[MIPS] MIPS Registers & Instructions

Registers

Name	Number	Description
$zero, $0	0	contains the value 0
$at	1	reserved for assembler
$v0 - $v1	2-3	values returned by functions
$a0 - $a3	4-7	arguments to functions
$t0 -  $t7	8-15	temporary variables
$s0 - $s7	16-23	saved values
$t8 - $t9	24-25	more temporary registers
$sp	29	stack pointer to the top of stack
$ra	31	return address

Temporary vs. Saved Registers

MIPS convention specifies how the registers are supposed to be used:

• Use $t for values that may be overwritten by another procedure. If you wish to preserve $t values, save them before calling another procedure. 
• Use $s for values that must be preserved when calling another procedure. The called procedure saves the $s values and restores them before returning. This guarantees that $s values remain the same before and after a call. 

Do NOT expect $s registers to automatically preserve your values. $t and $s registers are no different from each other unless you implement the appropriate codes for them to be used the intended way. 

In MIPS, $s registers are also called callee-saved registers, while $t registers are called caller-saved registers because of where their values are expected to be saved/restored in. Following the MIPS calling convention gives you the following code:

li $a0, 7
li $t0, 7

#funct_caller(n)
#$a0 = argument n 
funct_caller: 
    #save $t0 while in the caller 
    addi $sp, $sp, -4
    sw $t0, 0($sp)
    
    #value of n MUST be saved, so put n in $s
    move $s0, $a0 
    
    #make call to funct_callee(n-1)
    addi $a0, $a0, -1
    jal funct_callee
  
    #restore $t0
    lw $t0, 0($sp)
    addi $sp, $sp, 4
    
    #both $t0 and $s0 are preserved

#funct_callee(m) 
#$a0 = argument m 
funct_callee:
    #save $s0 while in callee
    addi $sp, $sp, -4
    sw $s0, 0($sp)
    
    #do some things
    
    #restore $s0
    lw $s0, 0($sp)
    addi $sp, $sp, 4
    
    #return to caller
    jr $ra

Instructions

Arithmetic and Logical Instructions

Instruction	Type	Example	Meaning
add	R	add $t2, $t0, $t1	$t2 = $t0 + $t1
add immediate	I	addi $t1, $t0, n	$t1 = $t0 + n
move		move $t1, $t0	$t1 = $t0
subtract	R	sub $t2, $t0, $t1	$t2 = $t0 - $t1
multiply (without overflow)	R	mul $t2, $t0, $t1	$t2 = $t0 * $t1 *only 32 bits
multiply	R	mult $t2, $t3 mfhi $t1 mflo $t0	$t1 = upper 32 bits $t0 = lower 32 bits
divide	R	div $t2, $t3 mflo $t0 mfhi $t1	$t0 = $t2 / $t3 $t1= $t2 % $t3
shift left logical	R	sll $t1, $t0, n	shift left by n bits $t1 = $t0 << n = $t0 * (2^n)
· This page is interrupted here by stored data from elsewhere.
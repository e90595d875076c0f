//! Demand-response scheduler: priority ordering, first-fit allocation, and
//! maintenance gating.

use serde::Serialize;
use tracing::{debug, info, warn};

use super::error::GridError;
use super::maintenance::{MaintenanceId, MaintenanceJob};
use super::queue::DemandQueue;
use super::request::{DemandRequest, RequestState};
use super::snapshot::{GridSnapshot, MaintenanceStatus, PendingDemand, SubstationStatus};
use super::substation::Substation;
use crate::sim::clock::{Clock, Timestamp};

/// What happened to one request during a cycle.
#[derive(Debug, Clone, PartialEq)]
pub struct Outcome {
    /// The request, in its terminal state.
    pub request: DemandRequest,
    /// Substation that took the load; `None` when the request was shed.
    pub substation: Option<String>,
}

/// Result of one scheduling cycle.
///
/// Outcomes are listed in the order the requests were attempted. The report
/// is where terminal requests leave the scheduler; it keeps no reference to
/// them afterwards.
#[derive(Debug, Clone, PartialEq)]
pub struct CycleReport {
    /// 1-based cycle number.
    pub cycle: u64,
    /// Instant the cycle was evaluated at.
    pub at: Timestamp,
    /// Attempted requests, highest priority first.
    pub outcomes: Vec<Outcome>,
    /// Requests put back into the pending ordering.
    pub requeued: usize,
}

impl CycleReport {
    /// Number of requests that were allocated.
    pub fn allocated_count(&self) -> usize {
        self.count(RequestState::Allocated)
    }

    /// Number of requests that were shed.
    pub fn shed_count(&self) -> usize {
        self.count(RequestState::Shed)
    }

    /// Total power allocated this cycle (MW).
    pub fn allocated_mw(&self) -> f64 {
        self.sum_mw(RequestState::Allocated)
    }

    /// Total power shed this cycle (MW).
    pub fn shed_mw(&self) -> f64 {
        self.sum_mw(RequestState::Shed)
    }

    fn count(&self, state: RequestState) -> usize {
        self.outcomes
            .iter()
            .filter(|o| o.request.state() == state)
            .count()
    }

    fn sum_mw(&self, state: RequestState) -> f64 {
        self.outcomes
            .iter()
            .filter(|o| o.request.state() == state)
            .map(|o| o.request.megawatts())
            .sum()
    }
}

/// Running totals across all cycles.
#[derive(Debug, Clone, Copy, Default, PartialEq, Serialize)]
pub struct Totals {
    pub allocated_count: u64,
    pub allocated_mw: f64,
    pub shed_count: u64,
    pub shed_mw: f64,
}

/// Owns the grid: substations, pending requests, and maintenance jobs.
///
/// All mutation goes through `&mut self`, so a cycle always runs to
/// completion before the next intake call. Generic over `C: Clock` so tests
/// and simulations can drive time explicitly.
///
/// # Examples
///
/// ```
/// use grid_dr::grid::request::{DemandRequest, PriorityClass, RequestState};
/// use grid_dr::grid::scheduler::Scheduler;
/// use grid_dr::sim::clock::ManualClock;
///
/// let mut grid = Scheduler::new(ManualClock::new(0));
/// grid.add_substation("S01", 50.0).unwrap();
/// grid.receive_demand(DemandRequest::new("C1", PriorityClass::Industrial, 30.0, 0).unwrap())
///     .unwrap();
///
/// let report = grid.run_cycle();
/// assert_eq!(report.outcomes[0].request.state(), RequestState::Allocated);
/// assert_eq!(grid.substation("S01").map(|s| s.used_mw()), Some(30.0));
/// ```
#[derive(Debug)]
pub struct Scheduler<C: Clock> {
    clock: C,
    substations: Vec<Substation>,
    pending: DemandQueue,
    maintenance: Vec<MaintenanceJob>,
    cycles: u64,
    totals: Totals,
}

impl<C: Clock> Scheduler<C> {
    /// Creates an empty grid reading time from `clock`.
    pub fn new(clock: C) -> Self {
        Self {
            clock,
            substations: Vec::new(),
            pending: DemandQueue::new(),
            maintenance: Vec::new(),
            cycles: 0,
            totals: Totals::default(),
        }
    }

    /// Returns the scheduler's time source.
    pub fn clock(&self) -> &C {
        &self.clock
    }

    /// Current instant according to the scheduler's clock.
    pub fn now(&self) -> Timestamp {
        self.clock.now()
    }

    /// Registers a substation. Registration order is allocation order.
    ///
    /// # Errors
    ///
    /// [`GridError::InvalidCapacity`] for a non-finite or non-positive
    /// capacity, [`GridError::DuplicateSubstation`] if the id is taken.
    pub fn add_substation(
        &mut self,
        id: impl Into<String>,
        capacity_mw: f64,
    ) -> Result<(), GridError> {
        let id = id.into();
        if !capacity_mw.is_finite() || capacity_mw <= 0.0 {
            return Err(GridError::InvalidCapacity { id, capacity_mw });
        }
        if self.substations.iter().any(|s| s.id() == id) {
            return Err(GridError::DuplicateSubstation(id));
        }
        debug!(substation = %id, capacity_mw, "substation registered");
        self.substations.push(Substation::new(id, capacity_mw));
        Ok(())
    }

    /// Accepts a freshly created request and queues it.
    ///
    /// # Errors
    ///
    /// [`GridError::AlreadyReceived`] if the request is not in the `Created`
    /// state (for example a request handed back by an earlier cycle).
    pub fn receive_demand(&mut self, mut request: DemandRequest) -> Result<(), GridError> {
        if request.state() != RequestState::Created {
            return Err(GridError::AlreadyReceived {
                consumer_id: request.consumer_id().to_string(),
                state: request.state(),
            });
        }
        request.set_state(RequestState::Queued);
        debug!(
            consumer = request.consumer_id(),
            class = %request.class(),
            mw = request.megawatts(),
            "demand queued"
        );
        self.pending.push(request);
        Ok(())
    }

    /// Schedules maintenance on `substation_id` for `[start, end)`.
    ///
    /// The id is not checked against registered substations: a job for an
    /// unknown id is accepted and stays inert.
    ///
    /// # Errors
    ///
    /// [`GridError::InvalidWindow`] if `end < start`.
    pub fn schedule_maintenance(
        &mut self,
        substation_id: impl Into<String>,
        start: Timestamp,
        end: Timestamp,
    ) -> Result<MaintenanceId, GridError> {
        let substation_id = substation_id.into();
        if end < start {
            return Err(GridError::InvalidWindow {
                substation_id,
                start,
                end,
            });
        }
        if self.substation(&substation_id).is_none() {
            warn!(substation = %substation_id, "maintenance scheduled for unknown substation; it will have no effect");
        }
        let id = MaintenanceId(self.maintenance.len());
        info!(job = id.0, substation = %substation_id, start, end, "maintenance scheduled");
        self.maintenance
            .push(MaintenanceJob::new(substation_id, start, end));
        Ok(id)
    }

    /// Schedules a window of `duration_secs` starting `delay_secs` from now.
    ///
    /// # Errors
    ///
    /// [`GridError::InvalidWindow`] if `duration_secs` is negative.
    pub fn schedule_maintenance_after(
        &mut self,
        substation_id: impl Into<String>,
        delay_secs: i64,
        duration_secs: i64,
    ) -> Result<MaintenanceId, GridError> {
        let start = self.now().saturating_add(delay_secs);
        let end = start.saturating_add(duration_secs);
        self.schedule_maintenance(substation_id, start, end)
    }

    /// Runs one cycle at the clock's current time.
    pub fn run_cycle(&mut self) -> CycleReport {
        let now = self.clock.now();
        self.run_cycle_at(now)
    }

    /// Runs one cycle evaluated at `now`.
    ///
    /// 1. Advance maintenance and recompute which substations are online.
    /// 2. Drain pending requests, highest priority first.
    /// 3. Place each on the first substation (registration order) with room;
    ///    otherwise shed it.
    /// 4. Put back anything still `Queued`.
    pub fn run_cycle_at(&mut self, now: Timestamp) -> CycleReport {
        self.advance_maintenance(now);

        let mut attempted = Vec::with_capacity(self.pending.len());
        for mut request in self.pending.drain_ordered() {
            let substation = self.place(&request);
            if let Some(ref id) = substation {
                request.set_state(RequestState::Allocated);
                debug!(
                    consumer = request.consumer_id(),
                    class = %request.class(),
                    mw = request.megawatts(),
                    substation = %id,
                    "demand allocated"
                );
            } else {
                request.set_state(RequestState::Shed);
                debug!(
                    consumer = request.consumer_id(),
                    class = %request.class(),
                    mw = request.megawatts(),
                    "demand shed"
                );
            }
            attempted.push(Outcome {
                request,
                substation,
            });
        }

        // No policy leaves a request Queued today; the pass keeps the hook.
        let (still_queued, outcomes): (Vec<Outcome>, Vec<Outcome>) = attempted
            .into_iter()
            .partition(|o| o.request.state() == RequestState::Queued);
        let requeued = still_queued.len();
        for outcome in still_queued {
            self.pending.push(outcome.request);
        }

        self.cycles += 1;
        let report = CycleReport {
            cycle: self.cycles,
            at: now,
            outcomes,
            requeued,
        };

        self.totals.allocated_count += report.allocated_count() as u64;
        self.totals.allocated_mw += report.allocated_mw();
        self.totals.shed_count += report.shed_count() as u64;
        self.totals.shed_mw += report.shed_mw();

        info!(
            cycle = report.cycle,
            at = now,
            allocated = report.allocated_count(),
            allocated_mw = report.allocated_mw(),
            shed = report.shed_count(),
            shed_mw = report.shed_mw(),
            requeued,
            "cycle complete"
        );
        report
    }

    /// Releases `mw` previously allocated on `substation_id`.
    ///
    /// Not used by the scheduling cycle.
    ///
    /// # Errors
    ///
    /// [`GridError::UnknownSubstation`] if no such substation exists,
    /// [`GridError::InvalidRelease`] for a negative or non-finite amount.
    pub fn release(&mut self, substation_id: &str, mw: f64) -> Result<(), GridError> {
        if !mw.is_finite() || mw < 0.0 {
            return Err(GridError::InvalidRelease {
                id: substation_id.to_string(),
                megawatts: mw,
            });
        }
        let sub = self
            .substations
            .iter_mut()
            .find(|s| s.id() == substation_id)
            .ok_or_else(|| GridError::UnknownSubstation(substation_id.to_string()))?;
        sub.deallocate(mw);
        debug!(substation = substation_id, mw, "capacity released");
        Ok(())
    }

    /// Substations in registration order.
    pub fn substations(&self) -> &[Substation] {
        &self.substations
    }

    /// Looks up a substation by id.
    pub fn substation(&self, id: &str) -> Option<&Substation> {
        self.substations.iter().find(|s| s.id() == id)
    }

    /// Pending requests in the order the next cycle will attempt them.
    pub fn pending(&self) -> Vec<&DemandRequest> {
        self.pending.ordered()
    }

    pub fn pending_len(&self) -> usize {
        self.pending.len()
    }

    /// Every maintenance job ever scheduled, in scheduling order.
    pub fn maintenance_jobs(&self) -> &[MaintenanceJob] {
        &self.maintenance
    }

    /// Number of cycles run so far.
    pub fn cycles(&self) -> u64 {
        self.cycles
    }

    pub fn totals(&self) -> Totals {
        self.totals
    }

    /// Read-only copy of the grid's current state.
    pub fn snapshot(&self) -> GridSnapshot {
        GridSnapshot {
            at: self.clock.now(),
            cycles: self.cycles,
            substations: self.substations.iter().map(SubstationStatus::from).collect(),
            pending: self
                .pending
                .ordered()
                .into_iter()
                .map(PendingDemand::from)
                .collect(),
            maintenance: self
                .maintenance
                .iter()
                .enumerate()
                .map(|(idx, job)| MaintenanceStatus {
                    id: idx,
                    substation_id: job.substation_id().to_string(),
                    start: job.start(),
                    end: job.end(),
                    state: job.state(),
                    known_substation: self.substation(job.substation_id()).is_some(),
                })
                .collect(),
            totals: self.totals,
        }
    }

    /// Advances every job, then derives each substation's online flag:
    /// online iff no job referencing it is in progress.
    fn advance_maintenance(&mut self, now: Timestamp) {
        for (idx, job) in self.maintenance.iter_mut().enumerate() {
            let before = job.state();
            let after = job.advance(now);
            if before != after {
                info!(
                    job = idx,
                    substation = job.substation_id(),
                    from = %before,
                    to = %after,
                    "maintenance transition"
                );
            }
        }

        for sub in &mut self.substations {
            let online = !self
                .maintenance
                .iter()
                .any(|job| job.is_in_progress() && job.substation_id() == sub.id());
            if online != sub.is_online() {
                info!(substation = sub.id(), online, "substation availability changed");
                sub.set_online(online);
            }
        }
    }

    /// First-fit placement in registration order.
    fn place(&mut self, request: &DemandRequest) -> Option<String> {
        self.substations
            .iter_mut()
            .find_map(|sub| sub.allocate(request.megawatts()).then(|| sub.id().to_string()))
    }
}
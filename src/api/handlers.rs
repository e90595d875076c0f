//! Request handlers for the API endpoints.

use std::sync::Arc;

use axum::Json;
use axum::extract::State;
use axum::http::StatusCode;
use tracing::debug;

use super::AppState;
use super::types::{
    BalanceResponse, DemandBody, ErrorResponse, MaintenanceBody, MaintenanceResponse,
};
use crate::grid::{DemandRequest, GridError, GridSnapshot};

type ApiError = (StatusCode, Json<ErrorResponse>);

fn bad_request(e: &GridError) -> ApiError {
    debug!(error = %e, "request rejected");
    (
        StatusCode::BAD_REQUEST,
        Json(ErrorResponse {
            error: e.to_string(),
        }),
    )
}

/// Returns the current grid snapshot.
///
/// `GET /status` → 200 + `GridSnapshot` JSON
pub async fn get_status(State(state): State<Arc<AppState>>) -> Json<GridSnapshot> {
    Json(state.scheduler.lock().await.snapshot())
}

/// Queues a demand request stamped with the current time.
///
/// `POST /demands` → 201
/// Unknown class or non-positive MW → 400 + `ErrorResponse`
pub async fn post_demand(
    State(state): State<Arc<AppState>>,
    Json(body): Json<DemandBody>,
) -> Result<StatusCode, ApiError> {
    let mut scheduler = state.scheduler.lock().await;
    let at = scheduler.now();
    DemandRequest::parse(body.consumer_id, &body.class, body.megawatts, at)
        .and_then(|req| scheduler.receive_demand(req))
        .map_err(|e| bad_request(&e))?;
    Ok(StatusCode::CREATED)
}

/// Schedules maintenance `delay_secs` from now.
///
/// `POST /maintenance` → 201 + `MaintenanceResponse`
/// Negative duration → 400 + `ErrorResponse`
pub async fn post_maintenance(
    State(state): State<Arc<AppState>>,
    Json(body): Json<MaintenanceBody>,
) -> Result<(StatusCode, Json<MaintenanceResponse>), ApiError> {
    let duration = body.duration_secs.unwrap_or(state.default_maintenance_secs);
    let mut scheduler = state.scheduler.lock().await;
    let id = scheduler
        .schedule_maintenance_after(body.substation_id.clone(), body.delay_secs, duration)
        .map_err(|e| bad_request(&e))?;
    let job = &scheduler.maintenance_jobs()[id.0];
    Ok((
        StatusCode::CREATED,
        Json(MaintenanceResponse {
            id: id.0,
            substation_id: body.substation_id,
            start: job.start(),
            end: job.end(),
        }),
    ))
}

/// Runs one scheduling cycle.
///
/// `POST /balance` → 200 + `BalanceResponse`
pub async fn post_balance(State(state): State<Arc<AppState>>) -> Json<BalanceResponse> {
    let report = state.scheduler.lock().await.run_cycle();
    Json(BalanceResponse::from(&report))
}

#[cfg(test)]
mod tests {
    use axum::body::Body;
    use axum::http::{Request, header};
    use tower::util::ServiceExt;

    use super::*;
    use crate::api::router;
    use crate::grid::Scheduler;
    use crate::sim::clock::SystemClock;

    fn make_test_state() -> Arc<AppState> {
        let mut grid = Scheduler::new(SystemClock);
        grid.add_substation("S01", 50.0).unwrap();
        grid.add_substation("S02", 40.0).unwrap();
        Arc::new(AppState::new(grid, 3600))
    }

    fn post_json(uri: &str, body: &str) -> Request<Body> {
        Request::builder()
            .method("POST")
            .uri(uri)
            .header(header::CONTENT_TYPE, "application/json")
            .body(Body::from(body.to_string()))
            .unwrap()
    }

    async fn body_json(resp: axum::response::Response) -> serde_json::Value {
        let body = axum::body::to_bytes(resp.into_body(), usize::MAX)
            .await
            .unwrap();
        serde_json::from_slice(&body).unwrap()
    }

    #[tokio::test]
    async fn status_returns_200() {
        let app = router(make_test_state());
        let req = Request::builder()
            .uri("/status")
            .body(Body::empty())
            .unwrap();
        let resp = app.oneshot(req).await.unwrap();
        assert_eq!(resp.status(), StatusCode::OK);

        let json = body_json(resp).await;
        assert_eq!(json["substations"].as_array().map(Vec::len), Some(2));
        assert_eq!(json["substations"][0]["id"], "S01");
        assert!(json.get("pending").is_some());
        assert!(json.get("maintenance").is_some());
    }

    #[tokio::test]
    async fn demand_is_created_and_queued() {
        let state = make_test_state();
        let resp = router(state.clone())
            .oneshot(post_json(
                "/demands",
                r#"{"consumer_id":"C101","class":"res","megawatts":25.5}"#,
            ))
            .await
            .unwrap();
        assert_eq!(resp.status(), StatusCode::CREATED);
        assert_eq!(state.scheduler.lock().await.pending_len(), 1);
    }

    #[tokio::test]
    async fn invalid_class_returns_400() {
        let state = make_test_state();
        let resp = router(state.clone())
            .oneshot(post_json(
                "/demands",
                r#"{"consumer_id":"C1","class":"gov","megawatts":5}"#,
            ))
            .await
            .unwrap();
        assert_eq!(resp.status(), StatusCode::BAD_REQUEST);
        let json = body_json(resp).await;
        assert!(json["error"].as_str().is_some_and(|e| e.contains("gov")));
        assert_eq!(state.scheduler.lock().await.pending_len(), 0);
    }

    #[tokio::test]
    async fn non_positive_demand_returns_400() {
        let resp = router(make_test_state())
            .oneshot(post_json(
                "/demands",
                r#"{"consumer_id":"C1","class":"ind","megawatts":0}"#,
            ))
            .await
            .unwrap();
        assert_eq!(resp.status(), StatusCode::BAD_REQUEST);
    }

    #[tokio::test]
    async fn maintenance_uses_default_duration() {
        let resp = router(make_test_state())
            .oneshot(post_json(
                "/maintenance",
                r#"{"substation_id":"S02","delay_secs":300}"#,
            ))
            .await
            .unwrap();
        assert_eq!(resp.status(), StatusCode::CREATED);
        let json = body_json(resp).await;
        let start = json["start"].as_i64().unwrap_or_default();
        let end = json["end"].as_i64().unwrap_or_default();
        assert_eq!(end - start, 3600);
    }

    #[tokio::test]
    async fn negative_duration_returns_400() {
        let resp = router(make_test_state())
            .oneshot(post_json(
                "/maintenance",
                r#"{"substation_id":"S02","delay_secs":0,"duration_secs":-5}"#,
            ))
            .await
            .unwrap();
        assert_eq!(resp.status(), StatusCode::BAD_REQUEST);
    }

    #[tokio::test]
    async fn balance_allocates_by_priority() {
        let state = make_test_state();
        for body in [
            r#"{"consumer_id":"RES","class":"res","megawatts":45}"#,
            r#"{"consumer_id":"IND","class":"ind","megawatts":30}"#,
        ] {
            router(state.clone())
                .oneshot(post_json("/demands", body))
                .await
                .unwrap();
        }

        let resp = router(state.clone())
            .oneshot(post_json("/balance", ""))
            .await
            .unwrap();
        assert_eq!(resp.status(), StatusCode::OK);
        let json = body_json(resp).await;
        assert_eq!(json["cycle"], 1);
        assert_eq!(json["outcomes"][0]["consumer_id"], "IND");
        assert_eq!(json["outcomes"][0]["substation"], "S01");
        assert_eq!(json["outcomes"][1]["state"], "shed");
        assert_eq!(json["shed_count"], 1);
    }
}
• The instruction add $t1, $t0, $zero is equilvalent to addi $t1, $t0, 0 and move $t1, $t0 

Data Transfer Instructions

Instruction	Type	Example	Meaning
load word	I	lw $t1, n($t0)	$t1 = Memory[$t0 + n]
load address		la $t0, label	$t0 = address of label
load immediate		li $t0, n	$t0 = n
store word	I	sw $t0, n($t1)	Memory[$t1 + n] = $t0

 

Branch and Comparison Instructions

Instruction	Type	Example	Meaning
branch on equal	I	beq $t0, $t1, label	if ($t0 == $t1) go to label
branch on not equal	I	bne $t0, $t1, label	if ($t0 != $t1) go to label
branch on greater than		bgt $t0, $t1, label	if ($t0 > $t1) go to label
branch on greater than or equal to		bge $t0, $t1, label	if ($t0 >= $t1) go to label
branch on less than		bgt $t0, $t1, label	if ($t0 < $t1) go to label
branch on less than or equal to		bge $t0, $t1, label	if ($t0 <= $t1) go to label
set on less than	R	slt $t2, $t0, $t1	if ($t0 < $t1)  $t2 = 1  else $t2 = 0
set on less than immediate	I	slti $t2, $t0, n	if ($t0 < n)  $t2 = 1  else $t2 = 0

 

Jump Instructions

Instruction	Type	Example	Meaning
jump	J	j label	go to label
jump register	R	jr $t0	go to address stored in $t0
jump and link	J	jal label	set $ra = PC + 4 (return address) and go to label

 

The instructions that are written in orange are pseudoinstructions. Note that some MIPS registers/instructions were ommitted from the list.